The present-day Tim Pickering remembers listening as a child while his father, a minister, spoke with grief about all too many broken American promises to Indigenous people — but how his dad found a touch of solace in the lasting resonance of what their ancestor, “the colonel,” helped create at Canandaigua.

“We just knew it was an important part of the legacy of our family,” Tim Pickering said, “and we just wanted to reaffirm it.”
His father was raised in the same house — now a museum — where the colonel lived in the 18th and 19th centuries. Today’s Tim Pickering is the retired operator of a trucking company. He began attending the ceremony in 2016 and has been there many times, though his health prevented him from making the trip last year.

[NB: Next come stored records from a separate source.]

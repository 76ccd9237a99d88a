//! Identity tokens for registered endpoints.
//!
//! When an endpoint registers, the server mints an [`Identity`] and returns it
//! in the `registration-complete` reply. All subsequent relay messages address
//! their target by this token. Tokens are opaque: endpoints must not parse
//! them or assume anything beyond uniqueness within their namespace.
//!
//! Device identities and client identities come from the same generator but
//! are kept in separate registries, so a cross-namespace collision would be
//! harmless. Within a namespace, 64 bits of CSPRNG entropy make a collision
//! not practically possible; the server carries no collision-detection logic.

use std::fmt;

use rand::rngs::OsRng;
use rand::RngCore;
use serde::{Deserialize, Serialize};

/// Number of random bytes behind each freshly minted token.
const TOKEN_BYTES: usize = 8;

/// Length of a freshly minted token in characters (lowercase hex).
pub const TOKEN_LEN: usize = TOKEN_BYTES * 2;

/// An opaque identity token for a registered device or client.
///
/// Serialized as a bare JSON string. Inbound target identities are accepted
/// verbatim; only [`Identity::generate`] guarantees the fixed-length hex
/// shape, since lookups treat unknown tokens as absent rather than invalid.
#[derive(Debug, Clone, PartialEq, Eq, Hash, Serialize, Deserialize)]
#[serde(transparent)]
pub struct Identity(String);

impl Identity {
    /// Mints a fresh token: [`TOKEN_BYTES`] bytes from the OS CSPRNG,
    /// rendered as lowercase hex.
    pub fn generate() -> Self {
        let mut bytes = [0u8; TOKEN_BYTES];
        OsRng.fill_bytes(&mut bytes);
        Identity(hex::encode(bytes))
    }

    /// Returns the token as a string slice.
    pub fn as_str(&self) -> &str {
        &self.0
    }
}

impl fmt::Display for Identity {
    fn fmt(&self, f: &mut fmt::Formatter<'_>) -> fmt::Result {
        f.write_str(&self.0)
    }
}

impl From<String> for Identity {
    fn from(token: String) -> Self {
        Identity(token)
    }
}

impl From<&str> for Identity {
    fn from(token: &str) -> Self {
        Identity(token.to_string())
    }
}

// ── Tests ─────────────────────────────────────────────────────────────────────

Joyce, the museum director, went in his stead. At Canandaigua, Joyce met Richard Hamell, who taught geology and paleontology at Monroe Community College for 39 years — and in retirement is focused on creating replicas of important wampum. The original beaded belts and adornments were used, as Ansley Jemison put it, as “codified information” of far more lasting diplomatic power than mere words.
The fragile 235-year-old strings returned to the Pickerings are now kept under glass, in the Salem museum. But Joyce sent images last year of those strings to Hamell, who crafted the detailed reproductions that Peter Jemison held aloft last week, just after he asked the present-day Tim Pickering to step forward.
Their side-by-side presence was a living reminder of a long-ago letter they both cite with passion, one sent by Col. Timothy Pickering in 1792 to President George Washington, as the two men corresponded about U.S. negotiations with the Haudenosaunee.

Pickering told the president how Six Nations leaders — recalling attacks by Washington’s forces on Indigenous communities, during the revolution — still described Pickering as an emissary of the “town destroyer.” Their suspicions were intensified, Pickering continued, by a simmering history of guarantees involving their lands, made in bad faith.
“Sir, for your honour & the honour & interest of the United States, I wish them to know that there are some white men who are incapable of deceiving,” Pickering wrote.
Many generations later, the colonel’s direct descendant traveled to Canandaigua as a personal statement on the flesh-and-blood continuity of that 18th century promise — and on the 21st century bonds with the Haudenosaunee, by the Council Rock, that live on within the wampum.